Sophie Macken, head of market development at Power to Change, believes community businesses are growing in popularity because they exist to serve their local communities. “This could be through education and training, giving food to food banks, breathing life back into disused buildings and instilling pride in the area,” she says.
“There is a very strong feel-good factor as a consumer, and what’s more, the food-related community businesses tend to have very strong standards for their produce. People want to know where their food comes from, how it was produced and they also want to feel good about their purchasing habits.”
But these social responsibilities can make it more difficult to run a community-owned business, as cost isn’t the only factor. “It’s harder to run a community business than a normal one because it has to be run according to social objectives,” says Watkiss, of Homebaked. “Our costs are about 10 per cent higher because we buy locally and sell our bread at supermarket prices, but it balances out because our profits return to the business.”
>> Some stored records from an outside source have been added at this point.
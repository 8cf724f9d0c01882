use std::cmp::Ordering;
use std::ops::{BitAnd, BitOr};

use crate::ClassIdx;

/// A sorted set of [`ClassIdx`] values
///
/// `ClassSet` is the workhorse of the scoring layer: every ancestor closure,
/// every annotation set and every intersection/union in the similarity
/// formulas is a `ClassSet`. The indices are kept sorted and unique, so
/// lookups use binary search and set operations are linear merge walks.
/// Sorted dense indices also make all iteration orders deterministic, which
/// the tie-break rules of the scorers rely on.
#[derive(Debug, Default, Clone, PartialEq, Eq)]
pub struct ClassSet {
    ids: Vec<ClassIdx>,
}

impl ClassSet {
    /// Constructs a new, empty `ClassSet`
    pub fn new() -> Self {
        Self::default()
    }

    /// Constructs a new, empty `ClassSet` with the given capacity
    pub fn with_capacity(capacity: usize) -> Self {
        Self {
            ids: Vec::with_capacity(capacity),
        }
    }

    /// Returns `true` if the set contains no classes
    pub fn is_empty(&self) -> bool {
        self.ids.is_empty()
    }

    /// Returns the number of classes in the set
    pub fn len(&self) -> usize {
        self.ids.len()
    }

    /// Adds a class to the set
    ///
    /// Returns whether the class was newly inserted:
    ///
    /// - `true` if the set did not previously contain the class
    /// - `false` if it was already present
    pub fn insert(&mut self, idx: ClassIdx) -> bool {
        match self.ids.binary_search(&idx) {
            Ok(_) => false,
            Err(pos) => {
                self.ids.insert(pos, idx);
                true
            }
        }
    }

    /// Returns `true` if the set contains the class
    pub fn contains(&self, idx: ClassIdx) -> bool {
        self.ids.binary_search(&idx).is_ok()
    }

    /// Returns an iterator over the classes in ascending index order
    pub fn iter(&self) -> impl Iterator<Item = ClassIdx> + '_ {
        self.ids.iter().copied()
    }

    /// Returns the class at the given position, if present
    pub fn get(&self, index: usize) -> Option<ClassIdx> {
        self.ids.get(index).copied()
    }

    /// Returns the size of the intersection with `other`
    ///
    /// Equivalent to `(self & other).len()` without building the
    /// intermediate set.
    pub fn intersection_len(&self, other: &ClassSet) -> usize {
        let mut lhs = self.ids.iter();
        let mut rhs = other.ids.iter();
        let mut count = 0usize;
        let (mut a, mut b) = (lhs.next(), rhs.next());
        while let (Some(x), Some(y)) = (a, b) {
            match x.cmp(y) {
                Ordering::Less => a = lhs.next(),
                Ordering::Greater => b = rhs.next(),
                Ordering::Equal => {
                    count += 1;
                    a = lhs.next();
                    b = rhs.next();
                }
            }
        }
        count
    }

    /// Returns the size of the union with `other`
    pub fn union_len(&self, other: &ClassSet) -> usize {
        self.len() + other.len() - self.intersection_len(other)
    }
}

impl FromIterator<ClassIdx> for ClassSet {
    fn from_iter<I: IntoIterator<Item = ClassIdx>>(iter: I) -> Self {
        let mut set = ClassSet::new();
        for idx in iter {
            set.insert(idx);
        }
        set
    }
}

impl<'a> IntoIterator for &'a ClassSet {
    type Item = ClassIdx;
    type IntoIter = ClassSetIter<'a>;

    fn into_iter(self) -> ClassSetIter<'a> {
        ClassSetIter {
            inner: self.ids.iter(),
        }
    }
}

/// An iterator over the [`ClassIdx`] values of a [`ClassSet`]
pub struct ClassSetIter<'a> {
    inner: std::slice::Iter<'a, ClassIdx>,
}

impl Iterator for ClassSetIter<'_> {
    type Item = ClassIdx;
    fn next(&mut self) -> Option<ClassIdx> {
        self.inner.next().copied()
    }
}

impl BitAnd for &ClassSet {
    type Output = ClassSet;

    fn bitand(self, rhs: &ClassSet) -> ClassSet {
        let mut ids = Vec::with_capacity(self.len().min(rhs.len()));
        let mut lhs_iter = self.ids.iter();
        let mut rhs_iter = rhs.ids.iter();
        let (mut a, mut b) = (lhs_iter.next(), rhs_iter.next());
        while let (Some(x), Some(y)) = (a, b) {
            match x.cmp(y) {
                Ordering::Less => a = lhs_iter.next(),
                Ordering::Greater => b = rhs_iter.next(),
                Ordering::Equal => {
                    ids.push(*x);
                    a = lhs_iter.next();
                    b = rhs_iter.next();
                }
            }
        }
        ClassSet { ids }
    }
}

impl BitOr for &ClassSet {
    type Output = ClassSet;

    fn bitor(self, rhs: &ClassSet) -> ClassSet {
        let mut ids = Vec::with_capacity(self.len() + rhs.len());
        let mut lhs_iter = self.ids.iter().peekable();
        let mut rhs_iter = rhs.ids.iter().peekable();
        loop {
            match (lhs_iter.peek(), rhs_iter.peek()) {
                (Some(x), Some(y)) => match x.cmp(y) {
                    Ordering::Less => ids.push(*lhs_iter.next().expect("peeked")),
                    Ordering::Greater => ids.push(*rhs_iter.next().expect("peeked")),
                    Ordering::Equal => {
                        ids.push(*lhs_iter.next().expect("peeked"));
                        rhs_iter.next();
                    }
                },
                (Some(_), None) => ids.push(*lhs_iter.next().expect("peeked")),
                (None, Some(_)) => ids.push(*rhs_iter.next().expect("peeked")),
                (None, None) => break,
            }
        }
        ClassSet { ids }
    }
}

#[cfg(test)]
mod tests {
    use super::*;

    fn set(ids: &[u32]) -> ClassSet {
        ids.iter().map(|n| ClassIdx::from(*n)).collect()
    }

    #[test]
    fn insert_keeps_sorted_unique() {
        let mut group = ClassSet::new();
        assert!(group.insert(3u32.into()));
        assert!(group.insert(1u32.into()));
        assert!(group.insert(2u32.into()));
        assert!(!group.insert(2u32.into()));

        let ids: Vec<ClassIdx> = group.iter().collect();
        assert_eq!(ids, vec![1u32.into(), 2u32.into(), 3u32.into()]);
        assert_eq!(group.len(), 3);
        assert!(group.contains(1u32.into()));
        assert!(!group.contains(4u32.into()));
    }

    #[test]
    fn bitor_merges() {
        let result = &set(&[1, 2, 3]) | &set(&[2, 4]);
        assert_eq!(result, set(&[1, 2, 3, 4]));

        let result = &set(&[1, 2, 3]) | &set(&[1, 2, 4, 5]);
        assert_eq!(result, set(&[1, 2, 3, 4, 5]));

        let result = &set(&[]) | &set(&[7]);
        assert_eq!(result, set(&[7]));
    }

    #[test]
    fn bitand_intersects() {
        let result = &set(&[1, 2, 3]) & &set(&[2, 4, 5, 1]);
        assert_eq!(result, set(&[1, 2]));

        let result = &set(&[1, 2]) & &set(&[3, 4]);
        assert!(result.is_empty());
    }

    #[test]
    fn intersection_and_union_len() {
        let a = set(&[1, 2, 3]);
        let b = set(&[2, 3, 4, 5]);
        assert_eq!(a.intersection_len(&b), 2);
        assert_eq!(a.union_len(&b), 5);

        // overlap(A,B) <= min(|A|,|B|), union(A,B) >= max(|A|,|B|)
        assert!(a.intersection_len(&b) <= a.len().min(b.len()));
        assert!(a.union_len(&b) >= a.len().max(b.len()));

        let empty = ClassSet::new();
        assert_eq!(a.intersection_len(&empty), 0);
        assert_eq!(a.union_len(&empty), 3);
    }
}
Community businesses are appearing in all types of business sectors. There are community-owned vineyards, shops, libraries, transport services and farms.
Devon-based Chagfarm works closely with sister company, Chagfood, to run a group of allied farm businesses – organic dairy, pork and poultry, honey, vegetable boxes and salads. More offshoots are appearing including a training course for Community Supported Agriculture, a movement connecting customers to food origins and how it’s produced.
Chagfarm’s farm manager, Sylvan Friend, says: “We are supporting about 75 families at the moment, and deliver over 100 veg boxes a week. It has taken a while to build up our membership but there is a good local demand from the community.”
And while community-owned business aren’t a new concept, Macken believes uncertainty around Brexit could mean they become even more popular.
“With Brexit potentially looming, nobody is sure what the future will bring with the country’s food imports, but we expect to see a growing interest in food that is not just locally produced but is making a positive impact at the same time,” she says.
Co-operative versus community-owned
Community-owned businesses (COBs) are traditional for-profit business models that are open to everyone.
Co-operatives are operated primarily to benefit members (most grocery co-ops also serve non-members, but may charge more to non-members) and may not focus on generating profits.